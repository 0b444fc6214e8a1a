#![forbid(unsafe_code)]

use agent::error::Error;
use agent::{
    ActiveSession, ApiServer, ApiServices, AppEventRepository, AppUsage, IpcServer,
    JsonBlocklistStore, MonitorOptions, MonitoringManager, ProcessInfo, ProcessSource, Request,
    Response, StoredHashVerifier,
};
use async_trait::async_trait;
use std::net::SocketAddr;
use std::sync::atomic::{AtomicBool, Ordering};
use std::sync::Arc;
use tokio::io::{AsyncBufReadExt, AsyncWriteExt, BufReader};
use tokio::net::tcp::{OwnedReadHalf, OwnedWriteHalf};
use tokio::net::{TcpListener, TcpStream};
use tokio_util::sync::CancellationToken;

#[derive(Debug, Default)]
struct EmptySource;

impl ProcessSource for EmptySource {
    fn list_processes(&self) -> Result<Vec<ProcessInfo>, Error> {
        Ok(Vec::new())
    }
}

#[derive(Default)]
struct CannedRepo {
    cleared: AtomicBool,
}

#[async_trait]
impl AppEventRepository for CannedRepo {
    async fn log_app_event(
        &self,
        _name: &str,
        _pid: u32,
        _parent: &str,
        _exe_path: &str,
        _start_time: i64,
        _unique_key: &str,
    ) -> Result<(), Error> {
        Ok(())
    }

    async fn close_app_event(&self, _unique_key: &str, _end_time: i64) -> Result<(), Error> {
        Ok(())
    }

    async fn get_active_sessions(&self) -> Result<Vec<ActiveSession>, Error> {
        Ok(Vec::new())
    }

    async fn app_leaderboard(&self, since: i64, until: i64) -> Result<Vec<AppUsage>, Error> {
        Ok(vec![AppUsage {
            name: "chrome.exe".into(),
            total_seconds: until - since,
            launches: 2,
        }])
    }

    async fn total_screen_time(&self, _since: i64, _until: i64) -> Result<i64, Error> {
        Ok(1234)
    }

    async fn clear_history(&self) -> Result<(), Error> {
        self.cleared.store(true, Ordering::SeqCst);
        Ok(())
    }
}

struct Harness {
    addr: SocketAddr,
    repo: Arc<CannedRepo>,
    shutdown: CancellationToken,
    _dir: tempfile::TempDir,
}

async fn start_server(password: Option<&str>) -> Harness {
    let dir = tempfile::tempdir().unwrap();
    let repo = Arc::new(CannedRepo::default());
    let blocklist = Arc::new(JsonBlocklistStore::new(dir.path().join("blocklist.json")));
    let manager = Arc::new(MonitoringManager::new(
        Arc::new(EmptySource),
        MonitorOptions::default(),
    ));
    let auth = Arc::new(StoredHashVerifier::new(
        password.map(StoredHashVerifier::digest),
    ));

    let shutdown = CancellationToken::new();
    let api = Arc::new(ApiServer::new(
        ApiServices {
            repo: repo.clone(),
            blocklist,
            manager,
            auth,
        },
        shutdown.clone(),
    ));

    let listener = TcpListener::bind("127.0.0.1:0").await.unwrap();
    let addr = listener.local_addr().unwrap();
    tokio::spawn(IpcServer::new(api).serve(listener, shutdown.clone()));

    Harness {
        addr,
        repo,
        shutdown,
        _dir: dir,
    }
}

struct Client {
    reader: tokio::io::Lines<BufReader<OwnedReadHalf>>,
    writer: OwnedWriteHalf,
}

impl Client {
    async fn connect(addr: SocketAddr) -> Self {
        let stream = TcpStream::connect(addr).await.unwrap();
        let (reader, writer) = stream.into_split();
        Self {
            reader: BufReader::new(reader).lines(),
            writer,
        }
    }

    async fn send_raw(&mut self, line: &str) {
        self.writer.write_all(line.as_bytes()).await.unwrap();
        self.writer.write_all(b"\n").await.unwrap();
    }

    async fn call(&mut self, id: &str, method: &str, params: serde_json::Value) -> Response {
        let request = Request {
            id: id.to_string(),
            method: method.to_string(),
            params,
        };
        self.send_raw(&serde_json::to_string(&request).unwrap()).await;
        let line = self.reader.next_line().await.unwrap().unwrap();
        serde_json::from_str(&line).unwrap()
    }
}

#[tokio::test]
async fn unknown_method_yields_error_response() {
    let harness = start_server(None).await;
    let mut client = Client::connect(harness.addr).await;

    let response = client.call("7", "Frobnicate", serde_json::Value::Null).await;
    assert_eq!(response.id, "7");
    assert_eq!(response.error.as_deref(), Some("Unknown method: Frobnicate"));
    assert!(response.result.is_none());

    // the connection survives an unknown method
    let response = client.call("8", "HasPassword", serde_json::Value::Null).await;
    assert_eq!(response.id, "8");
    assert_eq!(response.result, Some(serde_json::json!(false)));
}

#[tokio::test]
async fn blocklist_round_trips_through_the_wire() {
    let harness = start_server(None).await;
    let mut client = Client::connect(harness.addr).await;

    let response = client
        .call("1", "BlockApps", serde_json::json!(["Steam.exe", "game.exe"]))
        .await;
    assert!(response.error.is_none());

    let response = client.call("2", "GetAppBlocklist", serde_json::Value::Null).await;
    assert_eq!(response.result, Some(serde_json::json!(["steam.exe", "game.exe"])));

    let response = client
        .call("3", "UnblockApps", serde_json::json!(["STEAM.EXE"]))
        .await;
    assert!(response.error.is_none());

    let response = client.call("4", "GetAppBlocklist", serde_json::Value::Null).await;
    assert_eq!(response.result, Some(serde_json::json!(["game.exe"])));

    let response = client.call("5", "ClearAppBlocklist", serde_json::Value::Null).await;
    assert!(response.error.is_none());

    let response = client.call("6", "GetAppBlocklist", serde_json::Value::Null).await;
    assert_eq!(response.result, Some(serde_json::json!([])));
}

#[tokio::test]
async fn stats_methods_dispatch_with_and_without_params() {
    let harness = start_server(None).await;
    let mut client = Client::connect(harness.addr).await;

    let response = client
        .call("1", "GetAppLeaderboard", serde_json::json!({"since": 100, "until": 400}))
        .await;
    let leaderboard = response.result.unwrap();
    assert_eq!(leaderboard[0]["name"], "chrome.exe");
    assert_eq!(leaderboard[0]["total_seconds"], 300);
    assert_eq!(leaderboard[0]["launches"], 2);

    let response = client.call("2", "GetScreenTime", serde_json::Value::Null).await;
    assert_eq!(response.result, Some(serde_json::json!(1234)));

    let response = client.call("3", "HealthCheck", serde_json::Value::Null).await;
    let health = response.result.unwrap();
    assert_eq!(health["is_healthy"], false);
    assert_eq!(health["subscriber_count"], 0);
}

#[tokio::test]
async fn wrong_password_is_an_error_string_not_a_fault() {
    let harness = start_server(Some("hunter2")).await;
    let mut client = Client::connect(harness.addr).await;

    let response = client
        .call("1", "Login", serde_json::json!({"password": "wrong"}))
        .await;
    assert_eq!(response.error.as_deref(), Some("Invalid password"));

    let response = client
        .call("2", "Login", serde_json::json!({"password": "hunter2"}))
        .await;
    assert!(response.error.is_none());
    assert_eq!(response.result, Some(serde_json::json!(true)));

    let response = client
        .call("3", "ClearAppHistory", serde_json::json!({"password": "wrong"}))
        .await;
    assert_eq!(response.error.as_deref(), Some("Invalid password"));
    assert!(!harness.repo.cleared.load(Ordering::SeqCst));

    let response = client
        .call("4", "ClearAppHistory", serde_json::json!({"password": "hunter2"}))
        .await;
    assert!(response.error.is_none());
    assert!(harness.repo.cleared.load(Ordering::SeqCst));
}

#[tokio::test]
async fn undecodable_request_tears_down_only_that_connection() {
    let harness = start_server(None).await;

    let mut broken = Client::connect(harness.addr).await;
    broken.send_raw("this is not json").await;
    assert!(broken.reader.next_line().await.unwrap().is_none());

    // the listener and fresh connections are unaffected
    let mut fresh = Client::connect(harness.addr).await;
    let response = fresh.call("1", "HasPassword", serde_json::Value::Null).await;
    assert_eq!(response.result, Some(serde_json::json!(false)));
}

#[tokio::test]
async fn shutdown_cancels_the_process_token() {
    let harness = start_server(None).await;
    let mut client = Client::connect(harness.addr).await;

    let response = client.call("1", "Shutdown", serde_json::Value::Null).await;
    assert_eq!(response.result, Some(serde_json::json!(true)));
    assert!(harness.shutdown.is_cancelled());
}

#[tokio::test]
async fn uninstall_is_password_gated_and_clears_the_blocklist() {
    let harness = start_server(Some("hunter2")).await;
    let mut client = Client::connect(harness.addr).await;

    client
        .call("1", "BlockApps", serde_json::json!(["game.exe"]))
        .await;

    let response = client
        .call("2", "Uninstall", serde_json::json!({"password": "nope"}))
        .await;
    assert_eq!(response.error.as_deref(), Some("Invalid password"));
    assert!(!harness.shutdown.is_cancelled());

    let response = client
        .call("3", "Uninstall", serde_json::json!({"password": "hunter2"}))
        .await;
    assert!(response.error.is_none());
    assert!(harness.shutdown.is_cancelled());
}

____

TASK GOAL - Go through the data and show every line where "ClearAppHistory" occurs.

YOUR SOLUTION -
        .call("3", "ClearAppHistory", serde_json::json!({"password": "wrong"}))
        .call("4", "ClearAppHistory", serde_json::json!({"password": "hunter2"}))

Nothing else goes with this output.